__Provided data__:
========================================

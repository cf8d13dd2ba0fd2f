//! Access checks over the route policy table.

use std::collections::BTreeSet;

use tracing::{debug, info};

use campus_core::config::PolicyConfig;
use campus_core::error::AppError;
use campus_core::result::AppResult;
use campus_entity::route::Route;
use campus_entity::user::UserRole;

use super::policies::{MenuEntry, RoutePolicies, Shortcut};

/// Answers "may this role see this route" and "where does this role land".
///
/// Every check is a pure lookup: no state changes, no errors.
#[derive(Debug, Clone)]
pub struct AccessEnforcer {
    /// The policy configuration.
    policies: RoutePolicies,
}

impl AccessEnforcer {
    /// Creates a new enforcer with the default policy set.
    pub fn new() -> Self {
        Self {
            policies: RoutePolicies::new(),
        }
    }

    /// Creates an enforcer with custom policies, rejecting inconsistent ones.
    pub fn with_policies(policies: RoutePolicies) -> AppResult<Self> {
        let enforcer = Self { policies };
        enforcer.validate()?;
        Ok(enforcer)
    }

    /// Builds the default policy set with configured overrides applied.
    ///
    /// Unknown route or role names and overrides that leave a role unable to
    /// reach its landing view fail with a configuration error.
    pub fn from_config(config: &PolicyConfig) -> AppResult<Self> {
        let mut policies = RoutePolicies::new();

        for (route_id, role_names) in &config.grants {
            let route = parse_route(route_id)?;
            let roles = role_names
                .iter()
                .map(|name| parse_role(name))
                .collect::<Result<BTreeSet<_>, _>>()?;
            info!(route = %route, roles = ?roles, "Overriding route grant");
            policies.set_roles(route, roles);
        }

        for (role_name, route_id) in &config.default_views {
            let role = parse_role(role_name)?;
            let route = parse_route(route_id)?;
            info!(role = %role, route = %route, "Overriding default view");
            policies.set_default_view(role, route);
        }

        Self::with_policies(policies)
    }

    /// Checks whether the role may view the route.
    pub fn is_allowed(&self, role: &UserRole, route: &Route) -> bool {
        self.policies.permits(role, route)
    }

    /// Checks whether the role may open a sub-path such as `courses/42`.
    ///
    /// Implies [`is_allowed`](Self::is_allowed); flat routes have no sub-paths.
    pub fn is_allowed_subpath(&self, role: &UserRole, route: &Route) -> bool {
        self.policies.permits_subpath(role, route)
    }

    /// Like [`is_allowed`](Self::is_allowed) for a route identifier.
    ///
    /// Unknown identifiers are never allowed.
    pub fn is_allowed_id(&self, role: &UserRole, route_id: &str) -> bool {
        route_id
            .parse::<Route>()
            .map(|route| self.is_allowed(role, &route))
            .unwrap_or(false)
    }

    /// The route the role lands on after login or a rejected navigation.
    pub fn default_view_for(&self, role: &UserRole) -> Route {
        self.policies.default_view(role).unwrap_or(Route::Dashboard)
    }

    /// Routes for the navigation bar, in display order.
    pub fn accessible_menu_entries(&self, role: &UserRole) -> Vec<Route> {
        self.menu_for(role).into_iter().map(|entry| entry.route).collect()
    }

    /// Navigation bar entries shown to the role, with their labels.
    pub fn menu_for(&self, role: &UserRole) -> Vec<&MenuEntry> {
        self.policies
            .menu()
            .iter()
            .filter(|entry| entry.audience.contains(role) && self.is_allowed(role, &entry.route))
            .collect()
    }

    /// Dashboard action cards for the role, limited to reachable routes.
    pub fn dashboard_shortcuts(&self, role: &UserRole) -> Vec<&Shortcut> {
        self.policies
            .shortcuts(role)
            .iter()
            .filter(|shortcut| self.is_allowed(role, &shortcut.route))
            .collect()
    }

    /// Every route the role may view, in table order.
    pub fn permitted_routes(&self, role: &UserRole) -> Vec<Route> {
        Route::ALL
            .into_iter()
            .filter(|route| self.is_allowed(role, route))
            .collect()
    }

    /// Roles permitted on the route.
    pub fn permitted_roles(&self, route: &Route) -> BTreeSet<UserRole> {
        self.policies.roles_for_route(route)
    }

    /// Roles permitted below a nested route.
    pub fn permitted_subpath_roles(&self, route: &Route) -> BTreeSet<UserRole> {
        self.policies.roles_for_subpath(route)
    }

    /// Checks the table's invariants.
    ///
    /// Every role must reach its landing view. Menu entries and shortcuts
    /// that target a route their audience cannot reach are reported as
    /// well, since they would lead straight into a redirect.
    pub fn validate(&self) -> AppResult<()> {
        let mut problems = Vec::new();

        for role in UserRole::ALL {
            let landing = self.default_view_for(&role);
            if !self.is_allowed(&role, &landing) {
                problems.push(format!(
                    "role '{role}' cannot reach its default view '{landing}'"
                ));
            }

            for shortcut in self.policies.shortcuts(&role) {
                if !self.is_allowed(&role, &shortcut.route) {
                    problems.push(format!(
                        "dashboard shortcut '{}' for role '{role}' targets forbidden route '{}'",
                        shortcut.title, shortcut.route
                    ));
                }
            }
        }

        for entry in self.policies.menu() {
            for role in &entry.audience {
                if !self.is_allowed(role, &entry.route) {
                    problems.push(format!(
                        "menu entry '{}' is shown to role '{role}' \
                         but route '{}' is forbidden to it",
                        entry.label, entry.route
                    ));
                }
            }
        }

        if problems.is_empty() {
            debug!("Access policy validated");
            Ok(())
        } else {
            Err(AppError::configuration(format!(
                "Inconsistent access policy: {}",
                problems.join("; ")
            )))
        }
    }

    /// Returns a reference to the underlying policies.
    pub fn policies(&self) -> &RoutePolicies {
        &self.policies
    }
}

impl Default for AccessEnforcer {
    fn default() -> Self {
        Self::new()
    }
}

fn parse_route(id: &str) -> AppResult<Route> {
    id.parse()
        .map_err(|e: AppError| AppError::configuration(format!("Policy override: {}", e.message)))
}

fn parse_role(name: &str) -> AppResult<UserRole> {
    name.parse()
        .map_err(|e: AppError| AppError::configuration(format!("Policy override: {}", e.message)))
}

========================================

__What to produce__:
The response must give every line from the material above that holds the string "landing".

__Answer to this task__:
    /// reach its landing view fail with a configuration error.
    /// Every role must reach its landing view. Menu entries and shortcuts
            let landing = self.default_view_for(&role);
            if !self.is_allowed(&role, &landing) {
                    "role '{role}' cannot reach its default view '{landing}'"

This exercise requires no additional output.